Your task:
In full and word for word, print the data below.

Exercise material:
#####
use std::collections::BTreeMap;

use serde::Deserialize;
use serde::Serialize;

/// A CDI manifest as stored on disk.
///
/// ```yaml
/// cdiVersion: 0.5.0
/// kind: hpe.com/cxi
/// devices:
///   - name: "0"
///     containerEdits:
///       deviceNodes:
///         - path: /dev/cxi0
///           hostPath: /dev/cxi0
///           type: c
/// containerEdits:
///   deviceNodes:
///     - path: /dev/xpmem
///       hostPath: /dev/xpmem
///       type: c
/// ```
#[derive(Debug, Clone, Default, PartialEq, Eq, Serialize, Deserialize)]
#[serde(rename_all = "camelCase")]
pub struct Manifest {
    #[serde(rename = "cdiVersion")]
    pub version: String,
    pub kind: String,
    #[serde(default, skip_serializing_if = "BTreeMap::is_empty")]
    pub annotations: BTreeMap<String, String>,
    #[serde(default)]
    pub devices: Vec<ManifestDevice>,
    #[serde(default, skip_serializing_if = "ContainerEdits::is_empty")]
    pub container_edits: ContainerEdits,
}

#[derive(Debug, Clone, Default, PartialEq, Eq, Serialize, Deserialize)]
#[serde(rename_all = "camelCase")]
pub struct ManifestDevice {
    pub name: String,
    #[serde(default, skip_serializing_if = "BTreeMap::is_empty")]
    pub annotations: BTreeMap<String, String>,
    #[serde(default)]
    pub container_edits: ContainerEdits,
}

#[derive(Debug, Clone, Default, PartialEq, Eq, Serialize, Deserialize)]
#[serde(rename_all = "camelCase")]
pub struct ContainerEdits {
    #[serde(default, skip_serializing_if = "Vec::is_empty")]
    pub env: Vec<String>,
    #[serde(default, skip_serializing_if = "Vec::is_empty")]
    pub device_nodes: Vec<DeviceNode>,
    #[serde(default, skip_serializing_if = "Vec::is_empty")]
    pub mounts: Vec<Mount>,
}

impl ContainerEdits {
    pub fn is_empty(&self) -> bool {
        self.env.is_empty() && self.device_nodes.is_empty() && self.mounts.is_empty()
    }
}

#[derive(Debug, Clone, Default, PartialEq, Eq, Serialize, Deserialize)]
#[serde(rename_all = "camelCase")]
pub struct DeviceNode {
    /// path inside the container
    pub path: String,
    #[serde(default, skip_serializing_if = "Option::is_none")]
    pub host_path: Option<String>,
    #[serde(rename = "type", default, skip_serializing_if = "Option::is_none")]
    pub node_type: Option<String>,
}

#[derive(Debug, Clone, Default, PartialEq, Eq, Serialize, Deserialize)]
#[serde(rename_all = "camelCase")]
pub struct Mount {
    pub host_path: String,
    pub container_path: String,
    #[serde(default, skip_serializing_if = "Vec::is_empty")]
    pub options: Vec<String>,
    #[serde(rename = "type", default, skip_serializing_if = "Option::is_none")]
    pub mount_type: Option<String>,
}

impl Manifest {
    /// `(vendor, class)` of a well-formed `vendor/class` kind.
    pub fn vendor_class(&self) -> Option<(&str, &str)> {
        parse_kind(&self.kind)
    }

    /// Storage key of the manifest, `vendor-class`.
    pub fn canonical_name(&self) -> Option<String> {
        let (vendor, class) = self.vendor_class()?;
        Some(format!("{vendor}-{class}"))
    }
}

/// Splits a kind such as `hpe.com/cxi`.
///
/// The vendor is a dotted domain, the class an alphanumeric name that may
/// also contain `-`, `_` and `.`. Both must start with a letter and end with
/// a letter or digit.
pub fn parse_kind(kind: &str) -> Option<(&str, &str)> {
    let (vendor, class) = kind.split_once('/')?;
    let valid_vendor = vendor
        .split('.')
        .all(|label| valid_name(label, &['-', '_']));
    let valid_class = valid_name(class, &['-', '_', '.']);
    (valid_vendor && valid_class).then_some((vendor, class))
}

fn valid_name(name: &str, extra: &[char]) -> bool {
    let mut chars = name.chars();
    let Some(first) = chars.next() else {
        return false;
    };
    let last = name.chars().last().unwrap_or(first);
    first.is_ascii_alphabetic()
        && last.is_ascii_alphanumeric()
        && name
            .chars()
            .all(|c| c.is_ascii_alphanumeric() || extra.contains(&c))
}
#####
Solved problem:
use std::collections::BTreeMap;

use serde::Deserialize;
use serde::Serialize;

/// A CDI manifest as stored on disk.
///
/// ```yaml
/// cdiVersion: 0.5.0
/// kind: hpe.com/cxi
/// devices:
///   - name: "0"
///     containerEdits:
///       deviceNodes:
///         - path: /dev/cxi0
///           hostPath: /dev/cxi0
///           type: c
/// containerEdits:
///   deviceNodes:
///     - path: /dev/xpmem
///       hostPath: /dev/xpmem
///       type: c
/// ```
#[derive(Debug, Clone, Default, PartialEq, Eq, Serialize, Deserialize)]
#[serde(rename_all = "camelCase")]
pub struct Manifest {
    #[serde(rename = "cdiVersion")]
    pub version: String,
    pub kind: String,
    #[serde(default, skip_serializing_if = "BTreeMap::is_empty")]
    pub annotations: BTreeMap<String, String>,
    #[serde(default)]
    pub devices: Vec<ManifestDevice>,
    #[serde(default, skip_serializing_if = "ContainerEdits::is_empty")]
    pub container_edits: ContainerEdits,
}

#[derive(Debug, Clone, Default, PartialEq, Eq, Serialize, Deserialize)]
#[serde(rename_all = "camelCase")]
pub struct ManifestDevice {
    pub name: String,
    #[serde(default, skip_serializing_if = "BTreeMap::is_empty")]
    pub annotations: BTreeMap<String, String>,
    #[serde(default)]
    pub container_edits: ContainerEdits,
}

#[derive(Debug, Clone, Default, PartialEq, Eq, Serialize, Deserialize)]
#[serde(rename_all = "camelCase")]
pub struct ContainerEdits {
    #[serde(default, skip_serializing_if = "Vec::is_empty")]
    pub env: Vec<String>,
    #[serde(default, skip_serializing_if = "Vec::is_empty")]
    pub device_nodes: Vec<DeviceNode>,
    #[serde(default, skip_serializing_if = "Vec::is_empty")]
    pub mounts: Vec<Mount>,
}

impl ContainerEdits {
    pub fn is_empty(&self) -> bool {
        self.env.is_empty() && self.device_nodes.is_empty() && self.mounts.is_empty()
    }
}

#[derive(Debug, Clone, Default, PartialEq, Eq, Serialize, Deserialize)]
#[serde(rename_all = "camelCase")]
pub struct DeviceNode {
    /// path inside the container
    pub path: String,
    #[serde(default, skip_serializing_if = "Option::is_none")]
    pub host_path: Option<String>,
    #[serde(rename = "type", default, skip_serializing_if = "Option::is_none")]
    pub node_type: Option<String>,
}

#[derive(Debug, Clone, Default, PartialEq, Eq, Serialize, Deserialize)]
#[serde(rename_all = "camelCase")]
pub struct Mount {
    pub host_path: String,
    pub container_path: String,
    #[serde(default, skip_serializing_if = "Vec::is_empty")]
    pub options: Vec<String>,
    #[serde(rename = "type", default, skip_serializing_if = "Option::is_none")]
    pub mount_type: Option<String>,
}

impl Manifest {
    /// `(vendor, class)` of a well-formed `vendor/class` kind.
    pub fn vendor_class(&self) -> Option<(&str, &str)> {
        parse_kind(&self.kind)
    }

    /// Storage key of the manifest, `vendor-class`.
    pub fn canonical_name(&self) -> Option<String> {
        let (vendor, class) = self.vendor_class()?;
        Some(format!("{vendor}-{class}"))
    }
}

/// Splits a kind such as `hpe.com/cxi`.
///
/// The vendor is a dotted domain, the class an alphanumeric name that may
/// also contain `-`, `_` and `.`. Both must start with a letter and end with
/// a letter or digit.
pub fn parse_kind(kind: &str) -> Option<(&str, &str)> {
    let (vendor, class) = kind.split_once('/')?;
    let valid_vendor = vendor
        .split('.')
        .all(|label| valid_name(label, &['-', '_']));
    let valid_class = valid_name(class, &['-', '_', '.']);
    (valid_vendor && valid_class).then_some((vendor, class))
}

fn valid_name(name: &str, extra: &[char]) -> bool {
    let mut chars = name.chars();
    let Some(first) = chars.next() else {
        return false;
    };
    let last = name.chars().last().unwrap_or(first);
    first.is_ascii_alphabetic()
        && last.is_ascii_alphanumeric()
        && name
            .chars()
            .all(|c| c.is_ascii_alphanumeric() || extra.contains(&c))
}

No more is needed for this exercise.